=== Given information ===
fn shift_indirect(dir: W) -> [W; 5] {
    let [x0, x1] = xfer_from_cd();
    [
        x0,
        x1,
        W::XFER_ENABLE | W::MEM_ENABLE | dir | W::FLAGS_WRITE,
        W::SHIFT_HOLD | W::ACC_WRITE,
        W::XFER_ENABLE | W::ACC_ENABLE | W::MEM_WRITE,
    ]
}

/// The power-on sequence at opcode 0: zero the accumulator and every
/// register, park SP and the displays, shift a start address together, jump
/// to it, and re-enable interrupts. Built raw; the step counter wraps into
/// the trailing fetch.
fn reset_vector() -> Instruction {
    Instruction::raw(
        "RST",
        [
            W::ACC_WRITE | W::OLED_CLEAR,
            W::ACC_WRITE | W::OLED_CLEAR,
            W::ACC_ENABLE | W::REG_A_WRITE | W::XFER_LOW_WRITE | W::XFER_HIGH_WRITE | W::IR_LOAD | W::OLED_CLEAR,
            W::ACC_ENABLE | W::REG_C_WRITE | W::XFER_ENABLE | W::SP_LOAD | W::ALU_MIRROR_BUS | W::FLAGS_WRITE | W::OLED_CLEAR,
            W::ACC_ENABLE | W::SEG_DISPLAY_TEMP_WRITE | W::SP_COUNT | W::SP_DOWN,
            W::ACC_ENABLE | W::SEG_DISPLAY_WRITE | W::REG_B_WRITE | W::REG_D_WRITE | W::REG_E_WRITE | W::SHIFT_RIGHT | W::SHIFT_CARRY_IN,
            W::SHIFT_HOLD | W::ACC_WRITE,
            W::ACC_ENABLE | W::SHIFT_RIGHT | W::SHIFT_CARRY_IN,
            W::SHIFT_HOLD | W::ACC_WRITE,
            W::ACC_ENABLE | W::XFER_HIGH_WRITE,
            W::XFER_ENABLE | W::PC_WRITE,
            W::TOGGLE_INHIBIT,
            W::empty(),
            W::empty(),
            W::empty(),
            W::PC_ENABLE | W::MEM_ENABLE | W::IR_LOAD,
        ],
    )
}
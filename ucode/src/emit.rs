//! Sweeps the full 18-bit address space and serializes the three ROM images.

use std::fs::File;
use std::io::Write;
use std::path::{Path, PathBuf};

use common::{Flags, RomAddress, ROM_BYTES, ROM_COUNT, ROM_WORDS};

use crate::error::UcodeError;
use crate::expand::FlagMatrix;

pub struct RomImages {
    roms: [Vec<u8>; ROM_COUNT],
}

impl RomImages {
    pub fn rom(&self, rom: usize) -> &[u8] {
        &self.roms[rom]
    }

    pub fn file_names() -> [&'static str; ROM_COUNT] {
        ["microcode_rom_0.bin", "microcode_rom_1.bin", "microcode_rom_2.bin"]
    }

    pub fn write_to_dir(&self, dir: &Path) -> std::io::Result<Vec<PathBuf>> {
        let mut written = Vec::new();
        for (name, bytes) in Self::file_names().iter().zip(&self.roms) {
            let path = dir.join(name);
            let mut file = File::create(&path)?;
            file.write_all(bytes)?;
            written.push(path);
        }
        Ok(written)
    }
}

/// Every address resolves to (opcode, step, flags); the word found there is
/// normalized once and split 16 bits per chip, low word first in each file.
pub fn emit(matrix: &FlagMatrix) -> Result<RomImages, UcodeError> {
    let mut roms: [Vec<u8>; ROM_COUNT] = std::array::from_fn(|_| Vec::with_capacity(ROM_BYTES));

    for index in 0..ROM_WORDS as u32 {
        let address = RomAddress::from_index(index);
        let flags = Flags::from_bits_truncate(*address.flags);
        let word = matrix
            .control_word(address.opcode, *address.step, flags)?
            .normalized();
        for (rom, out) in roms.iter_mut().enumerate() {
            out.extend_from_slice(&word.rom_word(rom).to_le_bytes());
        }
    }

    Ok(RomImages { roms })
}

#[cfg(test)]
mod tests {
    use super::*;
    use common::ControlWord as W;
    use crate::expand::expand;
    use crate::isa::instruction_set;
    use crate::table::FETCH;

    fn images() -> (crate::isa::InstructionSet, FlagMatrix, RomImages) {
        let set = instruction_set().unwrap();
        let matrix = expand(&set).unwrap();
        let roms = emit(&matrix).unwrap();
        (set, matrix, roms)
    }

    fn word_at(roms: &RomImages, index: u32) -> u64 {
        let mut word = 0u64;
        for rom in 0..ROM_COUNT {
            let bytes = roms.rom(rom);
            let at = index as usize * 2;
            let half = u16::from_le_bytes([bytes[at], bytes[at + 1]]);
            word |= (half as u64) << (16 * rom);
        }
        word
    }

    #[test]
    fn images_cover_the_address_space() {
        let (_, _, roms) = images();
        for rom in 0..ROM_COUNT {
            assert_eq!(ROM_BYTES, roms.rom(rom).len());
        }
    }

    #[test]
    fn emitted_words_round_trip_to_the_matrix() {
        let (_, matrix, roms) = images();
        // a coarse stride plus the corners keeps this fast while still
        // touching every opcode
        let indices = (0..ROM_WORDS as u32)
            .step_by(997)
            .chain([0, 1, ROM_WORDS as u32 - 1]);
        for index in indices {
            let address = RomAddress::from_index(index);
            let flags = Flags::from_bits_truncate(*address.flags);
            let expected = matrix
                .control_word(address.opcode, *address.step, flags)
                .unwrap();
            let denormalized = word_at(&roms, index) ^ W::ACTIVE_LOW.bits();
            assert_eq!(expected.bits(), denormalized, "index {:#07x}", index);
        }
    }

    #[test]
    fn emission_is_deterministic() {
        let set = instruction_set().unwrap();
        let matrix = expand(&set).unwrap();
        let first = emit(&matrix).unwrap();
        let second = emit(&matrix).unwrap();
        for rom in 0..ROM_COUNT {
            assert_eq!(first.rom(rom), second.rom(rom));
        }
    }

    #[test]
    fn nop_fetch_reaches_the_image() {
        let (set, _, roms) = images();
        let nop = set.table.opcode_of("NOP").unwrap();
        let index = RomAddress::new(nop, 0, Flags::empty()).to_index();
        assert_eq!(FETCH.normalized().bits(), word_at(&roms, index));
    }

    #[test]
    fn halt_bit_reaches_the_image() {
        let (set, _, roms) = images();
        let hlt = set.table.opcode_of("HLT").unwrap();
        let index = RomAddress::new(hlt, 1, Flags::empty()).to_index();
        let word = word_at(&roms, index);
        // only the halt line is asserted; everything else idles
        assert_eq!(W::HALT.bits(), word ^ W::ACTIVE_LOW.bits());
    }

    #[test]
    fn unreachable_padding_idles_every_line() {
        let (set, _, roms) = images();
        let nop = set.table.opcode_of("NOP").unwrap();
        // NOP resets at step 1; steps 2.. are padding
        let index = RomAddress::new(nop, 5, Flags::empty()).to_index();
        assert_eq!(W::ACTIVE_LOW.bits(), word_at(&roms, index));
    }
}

* * *

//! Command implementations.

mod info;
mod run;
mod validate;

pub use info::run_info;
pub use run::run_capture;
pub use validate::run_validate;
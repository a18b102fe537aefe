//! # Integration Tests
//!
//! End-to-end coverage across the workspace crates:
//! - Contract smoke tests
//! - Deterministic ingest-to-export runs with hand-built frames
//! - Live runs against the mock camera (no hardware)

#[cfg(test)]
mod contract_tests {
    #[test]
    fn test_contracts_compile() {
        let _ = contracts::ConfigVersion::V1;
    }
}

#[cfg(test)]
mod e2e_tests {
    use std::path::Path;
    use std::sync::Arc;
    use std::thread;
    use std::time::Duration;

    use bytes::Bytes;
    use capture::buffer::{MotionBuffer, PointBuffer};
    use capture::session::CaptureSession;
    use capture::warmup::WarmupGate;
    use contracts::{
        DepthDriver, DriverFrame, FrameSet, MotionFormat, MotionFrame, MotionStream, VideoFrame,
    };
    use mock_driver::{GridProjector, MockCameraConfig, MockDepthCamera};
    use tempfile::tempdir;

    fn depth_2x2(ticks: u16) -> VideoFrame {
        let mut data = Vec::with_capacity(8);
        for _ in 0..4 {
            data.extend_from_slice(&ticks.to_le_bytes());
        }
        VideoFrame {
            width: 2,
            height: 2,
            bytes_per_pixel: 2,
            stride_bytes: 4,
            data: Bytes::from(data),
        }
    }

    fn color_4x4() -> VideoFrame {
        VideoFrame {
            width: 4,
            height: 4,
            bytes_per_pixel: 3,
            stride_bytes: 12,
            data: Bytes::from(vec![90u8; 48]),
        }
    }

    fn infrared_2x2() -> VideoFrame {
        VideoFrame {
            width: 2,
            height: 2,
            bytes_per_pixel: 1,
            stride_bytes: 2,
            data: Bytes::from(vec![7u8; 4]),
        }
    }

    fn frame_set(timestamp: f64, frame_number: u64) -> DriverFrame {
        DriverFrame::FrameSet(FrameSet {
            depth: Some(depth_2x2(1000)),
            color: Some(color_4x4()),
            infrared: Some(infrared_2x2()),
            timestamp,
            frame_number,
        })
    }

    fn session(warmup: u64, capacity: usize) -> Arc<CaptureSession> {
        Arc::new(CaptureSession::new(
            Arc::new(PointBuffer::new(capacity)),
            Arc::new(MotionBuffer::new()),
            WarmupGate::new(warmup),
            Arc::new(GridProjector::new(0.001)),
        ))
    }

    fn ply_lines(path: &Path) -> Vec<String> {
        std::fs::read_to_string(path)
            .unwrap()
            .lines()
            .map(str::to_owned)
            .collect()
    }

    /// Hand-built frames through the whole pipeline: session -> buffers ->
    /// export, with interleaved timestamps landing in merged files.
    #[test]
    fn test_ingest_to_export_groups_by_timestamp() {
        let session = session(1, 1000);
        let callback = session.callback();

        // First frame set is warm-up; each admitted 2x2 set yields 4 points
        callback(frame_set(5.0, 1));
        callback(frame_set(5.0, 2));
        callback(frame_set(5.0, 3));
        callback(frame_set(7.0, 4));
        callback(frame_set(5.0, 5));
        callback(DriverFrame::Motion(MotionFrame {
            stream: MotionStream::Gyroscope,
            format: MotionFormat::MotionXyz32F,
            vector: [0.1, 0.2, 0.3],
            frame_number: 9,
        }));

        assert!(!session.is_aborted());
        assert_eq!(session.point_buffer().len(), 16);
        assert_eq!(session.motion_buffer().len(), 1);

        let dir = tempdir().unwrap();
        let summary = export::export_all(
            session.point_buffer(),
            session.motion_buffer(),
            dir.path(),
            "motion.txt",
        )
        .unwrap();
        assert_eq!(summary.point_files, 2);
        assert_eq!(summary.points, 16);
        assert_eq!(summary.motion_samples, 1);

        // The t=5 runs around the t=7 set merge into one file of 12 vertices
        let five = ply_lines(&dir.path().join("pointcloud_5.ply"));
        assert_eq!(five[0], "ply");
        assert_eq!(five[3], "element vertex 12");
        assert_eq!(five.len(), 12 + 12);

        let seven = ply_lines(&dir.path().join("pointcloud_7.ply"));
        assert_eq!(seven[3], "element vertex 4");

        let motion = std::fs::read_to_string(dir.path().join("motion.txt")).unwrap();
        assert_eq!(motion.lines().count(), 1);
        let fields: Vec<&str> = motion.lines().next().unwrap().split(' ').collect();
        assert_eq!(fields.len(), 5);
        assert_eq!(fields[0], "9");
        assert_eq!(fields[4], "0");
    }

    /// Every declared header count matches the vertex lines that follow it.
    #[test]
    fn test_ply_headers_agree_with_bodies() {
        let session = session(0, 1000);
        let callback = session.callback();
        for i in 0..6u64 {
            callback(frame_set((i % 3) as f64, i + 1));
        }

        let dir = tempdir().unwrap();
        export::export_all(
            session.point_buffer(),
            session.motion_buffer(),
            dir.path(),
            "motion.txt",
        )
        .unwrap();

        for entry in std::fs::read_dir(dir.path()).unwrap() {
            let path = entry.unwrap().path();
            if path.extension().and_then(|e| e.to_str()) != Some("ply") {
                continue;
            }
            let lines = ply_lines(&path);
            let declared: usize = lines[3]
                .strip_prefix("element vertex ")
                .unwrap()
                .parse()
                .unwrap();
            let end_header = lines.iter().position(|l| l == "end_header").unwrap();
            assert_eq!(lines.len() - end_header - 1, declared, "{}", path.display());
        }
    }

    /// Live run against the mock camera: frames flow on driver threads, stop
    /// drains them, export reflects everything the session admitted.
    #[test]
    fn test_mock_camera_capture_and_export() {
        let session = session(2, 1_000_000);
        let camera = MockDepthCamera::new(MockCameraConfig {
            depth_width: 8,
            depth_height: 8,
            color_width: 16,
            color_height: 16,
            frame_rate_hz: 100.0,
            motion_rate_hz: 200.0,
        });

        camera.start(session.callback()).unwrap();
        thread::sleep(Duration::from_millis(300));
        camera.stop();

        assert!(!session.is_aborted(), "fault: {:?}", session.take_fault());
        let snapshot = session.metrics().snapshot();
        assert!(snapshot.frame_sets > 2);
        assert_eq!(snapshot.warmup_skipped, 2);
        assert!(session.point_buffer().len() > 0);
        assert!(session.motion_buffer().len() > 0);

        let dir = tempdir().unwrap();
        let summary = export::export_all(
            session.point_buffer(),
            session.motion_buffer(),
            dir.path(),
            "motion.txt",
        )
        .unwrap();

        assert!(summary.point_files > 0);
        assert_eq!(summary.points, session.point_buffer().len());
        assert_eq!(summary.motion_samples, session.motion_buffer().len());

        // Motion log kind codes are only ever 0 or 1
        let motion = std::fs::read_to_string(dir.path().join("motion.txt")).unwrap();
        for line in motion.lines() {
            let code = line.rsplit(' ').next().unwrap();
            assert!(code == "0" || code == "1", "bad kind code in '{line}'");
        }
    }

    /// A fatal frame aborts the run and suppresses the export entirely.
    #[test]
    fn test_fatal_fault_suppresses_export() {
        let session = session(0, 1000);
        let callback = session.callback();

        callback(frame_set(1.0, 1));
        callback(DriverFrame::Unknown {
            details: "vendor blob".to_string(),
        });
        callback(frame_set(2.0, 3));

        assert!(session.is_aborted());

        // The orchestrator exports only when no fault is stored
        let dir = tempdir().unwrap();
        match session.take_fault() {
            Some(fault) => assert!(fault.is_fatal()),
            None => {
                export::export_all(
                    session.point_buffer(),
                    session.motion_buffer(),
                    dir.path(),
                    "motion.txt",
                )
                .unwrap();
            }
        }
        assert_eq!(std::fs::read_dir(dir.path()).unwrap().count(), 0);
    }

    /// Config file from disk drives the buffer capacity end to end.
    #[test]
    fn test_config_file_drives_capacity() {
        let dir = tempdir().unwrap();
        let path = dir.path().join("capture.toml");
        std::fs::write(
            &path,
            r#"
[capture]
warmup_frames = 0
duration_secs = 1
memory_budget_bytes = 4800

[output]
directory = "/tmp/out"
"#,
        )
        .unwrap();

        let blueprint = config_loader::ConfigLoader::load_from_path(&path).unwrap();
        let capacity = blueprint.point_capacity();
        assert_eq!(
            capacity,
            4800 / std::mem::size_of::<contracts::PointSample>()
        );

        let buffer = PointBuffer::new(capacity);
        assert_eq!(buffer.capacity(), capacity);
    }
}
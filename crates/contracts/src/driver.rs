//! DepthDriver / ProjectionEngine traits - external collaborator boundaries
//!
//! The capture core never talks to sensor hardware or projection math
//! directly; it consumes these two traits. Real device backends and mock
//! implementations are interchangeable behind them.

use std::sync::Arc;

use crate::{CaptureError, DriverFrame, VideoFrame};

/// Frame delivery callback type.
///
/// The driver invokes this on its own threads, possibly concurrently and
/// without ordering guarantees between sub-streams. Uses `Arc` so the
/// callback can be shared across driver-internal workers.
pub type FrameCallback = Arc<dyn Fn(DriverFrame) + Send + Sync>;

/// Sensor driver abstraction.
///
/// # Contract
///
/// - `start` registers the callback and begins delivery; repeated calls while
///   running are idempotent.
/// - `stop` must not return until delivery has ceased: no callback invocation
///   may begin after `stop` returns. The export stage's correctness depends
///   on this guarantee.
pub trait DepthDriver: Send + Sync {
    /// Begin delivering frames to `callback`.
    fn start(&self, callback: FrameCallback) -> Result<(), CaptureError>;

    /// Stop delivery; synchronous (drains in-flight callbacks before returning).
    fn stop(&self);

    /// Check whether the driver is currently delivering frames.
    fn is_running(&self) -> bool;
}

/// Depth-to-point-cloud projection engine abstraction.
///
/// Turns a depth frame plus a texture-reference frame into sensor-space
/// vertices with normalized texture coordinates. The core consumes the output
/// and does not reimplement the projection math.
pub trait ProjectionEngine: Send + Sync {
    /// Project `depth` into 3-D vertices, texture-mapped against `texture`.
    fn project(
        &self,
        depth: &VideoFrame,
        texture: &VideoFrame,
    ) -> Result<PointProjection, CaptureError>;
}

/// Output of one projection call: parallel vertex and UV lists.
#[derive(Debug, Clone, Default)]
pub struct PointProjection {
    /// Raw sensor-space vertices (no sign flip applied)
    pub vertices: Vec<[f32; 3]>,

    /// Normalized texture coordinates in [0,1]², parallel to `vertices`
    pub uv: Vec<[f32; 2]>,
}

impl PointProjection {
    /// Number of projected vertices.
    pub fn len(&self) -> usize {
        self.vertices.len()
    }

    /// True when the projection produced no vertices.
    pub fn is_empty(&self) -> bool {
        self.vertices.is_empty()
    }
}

=== Directions ===
Return only the stretch of the material above from the line holding "found there is" through the line holding "for index in 0..ROM_WORDS", copied exactly.

=== Response area ===
/// Every address resolves to (opcode, step, flags); the word found there is
/// normalized once and split 16 bits per chip, low word first in each file.
pub fn emit(matrix: &FlagMatrix) -> Result<RomImages, UcodeError> {
    let mut roms: [Vec<u8>; ROM_COUNT] = std::array::from_fn(|_| Vec::with_capacity(ROM_BYTES));

    for index in 0..ROM_WORDS as u32 {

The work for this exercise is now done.